OLGA (Optimization of Laminates using Genetic Algorithms) is used for CS and blended laminate design. It uses genetic algorithm (GA) concepts to find laminates that match a stiffness distribution (given by ALDO). The discrete choices of materials and fibre orientation angles for each layer of the laminate(s) are coded into genetic strings and subjected to computational operation based on evolutionary processes until the best design is found. A GA usually needs many analysis runs, which would become extremely costly when Finite Element analyses are used. However, the goal in CoDeT’s approach is merely to match a given set of laminate stiffnesses, which requires only relatively fast Laminate Analyses. Ply continuity rules can be formulated for blended laminate design to prevent entirely discontinuous laminates from region to region. Structures that contain unblended laminates are also a suitable starting point for OLGA, which transforms a part that is difficult to manufacture into a blended design with similar stiffness characteristics to the original stiffness distribution. Customized laminate rules, such as discrete angle constraints and typical laminate restrictions, are easily incorporated into the solution process.

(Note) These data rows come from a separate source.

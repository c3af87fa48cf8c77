use axum::{
    extract::{Path, State},
    http::StatusCode,
    routing::{get, post},
    Json, Router,
};
use serde_json::json;

use crate::api::errors::ApiError;
use crate::api::guards::{CurrentAdmin, CurrentUser};
use crate::core::state::AppState;
use crate::db::models::Job;
use crate::db::types::JobKind;
use crate::repositories;
use crate::schemas::job::JobResponse;
use crate::schemas::JobAccepted;
use crate::tasks::jobs;

pub(crate) fn router() -> Router<AppState> {
    Router::new()
        .route("/daily-reminders", post(trigger_daily_reminders))
        .route("/monthly-reports", post(trigger_monthly_reports))
        .route("/:id", get(job_status))
}

/// `202 Accepted` for a freshly queued job.
pub(crate) fn accepted(
    job: Option<Job>,
    message: &str,
) -> Result<(StatusCode, Json<JobAccepted>), ApiError> {
    let job = job.ok_or_else(|| ApiError::Conflict("Job is already queued".to_string()))?;
    Ok((
        StatusCode::ACCEPTED,
        Json(JobAccepted { message: message.to_string(), job_id: job.id, status: "PENDING" }),
    ))
}

async fn trigger_daily_reminders(
    CurrentAdmin(admin): CurrentAdmin,
    State(state): State<AppState>,
) -> Result<(StatusCode, Json<JobAccepted>), ApiError> {
    let job = jobs::enqueue(state.db(), JobKind::DailyReminders, json!({}), Some(&admin.id), None)
        .await
        .map_err(|e| ApiError::internal(e, "Failed to queue job"))?;
    accepted(job, "Daily reminders job started")
}

async fn trigger_monthly_reports(
    CurrentAdmin(admin): CurrentAdmin,
    State(state): State<AppState>,
) -> Result<(StatusCode, Json<JobAccepted>), ApiError> {
    let job = jobs::enqueue(state.db(), JobKind::MonthlyReports, json!({}), Some(&admin.id), None)
        .await
        .map_err(|e| ApiError::internal(e, "Failed to queue job"))?;
    accepted(job, "Monthly reports job started")
}

async fn job_status(
    CurrentUser { user, .. }: CurrentUser,
    State(state): State<AppState>,
    Path(id): Path<String>,
) -> Result<Json<JobResponse>, ApiError> {
    let job = repositories::jobs::find_by_id(state.db(), &id)
        .await
        .map_err(|e| ApiError::internal(e, "Failed to load job"))?
        .ok_or_else(|| ApiError::NotFound("Job not found".to_string()))?;

    if job.requested_by.as_deref() != Some(user.id.as_str()) && !user.is_admin() {
        return Err(ApiError::Forbidden("Access denied"));
    }
    Ok(Json(JobResponse::from_db(job)))
}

THEO (Theta Optimisation) will become a commercialised package based on previously developed and verified academic methods for Variable Stiffness optimisation. THEO applies two substeps to find the optimal VS design.

Firstly, OLGA can be used to create initial laminate designs for THEO on each node, purely based on matching the stiffness that ALDO gives on that node. THEO then performs global Gradient Based rapid converging optimisation of the fibre angle on each node in each ply for maximum performance, whilst taking into account manufacturing constraints such as allowable fibre steering radius.

Secondly the optimal tow paths are determined using a streamline analogy method, which ensures that the spacing of tow paths creates a smooth thickness variation and limits excessive local thickness build-up in the part. The result is a Steered Fibre laminate, ready to be programmed for Automated Fibre Placement machines.